Hi Monica,
this is not so easy to answer and I think the method to choose depends
on your ROIs and research questions.
It might be ok to choose a single direction if you have a good
(anatomical) explanation why only this direction makes sense.
As you said, it is common practice to track in both directions. You
would not count every fibre track twice because you get different tracks
every time - you just get about twice the number of tracks.

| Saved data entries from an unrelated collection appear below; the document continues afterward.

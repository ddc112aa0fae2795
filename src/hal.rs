//! ==============================================================================
//! hal.rs - Hardware Abstraction Layer
//! ==============================================================================
//!
//! purpose:
//!     provides a unified interface for the two pieces of hardware the host
//!     touches: the I2C bus the sensors hang off, and the GPIO line that
//!     switches the enclosure fan.
//!     abstracts away the difference between running on a real Raspberry Pi
//!     (using `rppal`) and a development machine (using mocks).
//!
//! design philosophy:
//!     - "Compile Anywhere": The host should compile on Windows/Mac/Linux.
//!     - "Zero Cost": On the Pi, this compiles down to direct `rppal` calls.
//!     - "Safety": The I2C bus is shared by every sensor driver, so it lives
//!       behind one lock and each transfer is atomic.
//!
//! relationships:
//!     - used by: sensors/* (register reads and writes)
//!     - used by: main.rs (fan side-channel)
//!     - uses: rppal (on feature="hardware")
//!
//! ==============================================================================

use crate::error::Result;

pub trait HardwareProvider: Send + Sync {
    /// write `write_data` (if any) then read `read_len` bytes from device `addr`
    fn i2c_transfer(&self, addr: u8, write_data: &[u8], read_len: usize) -> Result<Vec<u8>>;
    fn write_gpio(&self, pin: u8, level: bool) -> Result<()>;
    fn set_fan(&self, pin: u8, on: bool) -> Result<()>;
    fn fan_state(&self) -> bool;

    fn i2c_write(&self, addr: u8, data: &[u8]) -> Result<()> {
        self.i2c_transfer(addr, data, 0).map(|_| ())
    }

    fn i2c_read(&self, addr: u8, len: usize) -> Result<Vec<u8>> {
        self.i2c_transfer(addr, &[], len)
    }

    /// read `len` bytes starting at register `reg`
    fn read_register(&self, addr: u8, reg: u8, len: usize) -> Result<Vec<u8>> {
        self.i2c_transfer(addr, &[reg], len)
    }
}

use std::sync::atomic::{AtomicBool, Ordering};

// ==============================================================================================
// MOCK IMPLEMENTATION (For WSL / Non-Hardware Build)
// ==============================================================================================
#[cfg(not(feature = "hardware"))]
pub struct Hal {
    fan: AtomicBool,
}

#[cfg(not(feature = "hardware"))]
impl Hal {
    pub fn new() -> Result<Self> {
        tracing::info!("Using MOCK HAL (No hardware access)");
        Ok(Self { fan: AtomicBool::new(false) })
    }
}

#[cfg(not(feature = "hardware"))]
impl HardwareProvider for Hal {
    fn i2c_transfer(&self, addr: u8, write_data: &[u8], read_len: usize) -> Result<Vec<u8>> {
        tracing::trace!("[MOCK I2C] Addr: 0x{:02X}, Write: {:?}, ReadLen: {}", addr, write_data, read_len);
        Ok(vec![0u8; read_len])
    }

    fn write_gpio(&self, pin: u8, level: bool) -> Result<()> {
        tracing::debug!("[MOCK GPIO] Pin {} write {}", pin, level);
        Ok(())
    }

    fn set_fan(&self, pin: u8, on: bool) -> Result<()> {
        tracing::debug!("[MOCK FAN] Pin {} set to {}", pin, if on { "ON" } else { "OFF" });
        self.fan.store(on, Ordering::SeqCst);
        Ok(())
    }

    fn fan_state(&self) -> bool {
        self.fan.load(Ordering::SeqCst)
    }
}

// ==============================================================================================
// REAL IMPLEMENTATION (For Raspberry Pi)
// ==============================================================================================
#[cfg(feature = "hardware")]
pub struct Hal {
    i2c: std::sync::Mutex<rppal::i2c::I2c>,
    fan: AtomicBool,
}

#[cfg(feature = "hardware")]
fn bus_error(e: impl std::fmt::Display) -> crate::error::TelemetryError {
    crate::error::TelemetryError::Bus(e.to_string())
}

#[cfg(feature = "hardware")]
impl Hal {
    pub fn new() -> Result<Self> {
        tracing::info!("Using REAL HARDWARE HAL (rppal)");
        let i2c = rppal::i2c::I2c::new().map_err(bus_error)?;
        Ok(Self { i2c: std::sync::Mutex::new(i2c), fan: AtomicBool::new(false) })
    }
}

#[cfg(feature = "hardware")]
impl HardwareProvider for Hal {
    fn i2c_transfer(&self, addr: u8, write_data: &[u8], read_len: usize) -> Result<Vec<u8>> {
        let mut i2c = self.i2c.lock().map_err(|_| bus_error("i2c lock poisoned"))?;
        i2c.set_slave_address(addr as u16).map_err(bus_error)?;

        if !write_data.is_empty() {
            i2c.write(write_data).map_err(bus_error)?;
        }

        if read_len > 0 {
            let mut read_buf = vec![0u8; read_len];
            i2c.read(&mut read_buf).map_err(bus_error)?;
            Ok(read_buf)
        } else {
            Ok(vec![])
        }
    }

    fn write_gpio(&self, pin: u8, level: bool) -> Result<()> {
        use rppal::gpio::Gpio;
        let gpio = Gpio::new().map_err(bus_error)?;
        let mut p = gpio.get(pin).map_err(bus_error)?.into_output();
        // CRITICAL: Prevent GPIO from resetting when dropped
        // Without this, the fan turns off as soon as this function returns
        p.set_reset_on_drop(false);
        if level { p.set_high(); } else { p.set_low(); }
        Ok(())
    }

    fn set_fan(&self, pin: u8, on: bool) -> Result<()> {
        // fan driver input is active high
        self.write_gpio(pin, on)?;
        self.fan.store(on, Ordering::SeqCst);
        Ok(())
    }

    fn fan_state(&self) -> bool {
        self.fan.load(Ordering::SeqCst)
    }
}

This is an interesting publication about anatomical connectivity that
also addresses the question of normalization:
Eickhoff, S.B., Jbabdi, S., Caspers, S., Laird, A.R., Fox, P.T., Zilles,
K., Behrens, T.E.J., 2010. Anatomical and Functional Connectivity of
Cytoarchitectonic Areas within the Human Parietal Operculum. Journal of
Neuroscience 30, 6409–6421. doi:10.1523/JNEUROSCI.5664-09.2010
Cheers,
Jan
On 05/27/2014 04:11 AM, Monica G Chica wrote:
> Hi Jan, thank you very much for the explanation. But then, if I get
> different results depending on where I seed, how should I decide which
> one to use in my analysis? Would it be correct to select the option that
> gives better results visually and just ignore the other one?
>
> I read in other post that if one wants to do comparisons between
> population then should track in both directions (using A as seed and
> then A as target) and then add the results of the waytotal. But does it
> really make sense to add this numbers? Wouldnt it be counting twice
> every fibre? And in that case, if I want to see differences in the
> fdt_paths too, which one I select? or I average them? Because if I use
> the two waytotals I guess I have to use the two fat_paths, right?
>
> Also, is there a way to normalize the waytotal? because I'm having quite
> different values between subjects of the same population. Would be be
> correct to divide by the number of voxels in the seed?
>
> Thank you!!
>
>
> 2014-05-26 1:48 GMT-07:00 Jan Schreiber <[log in to unmask]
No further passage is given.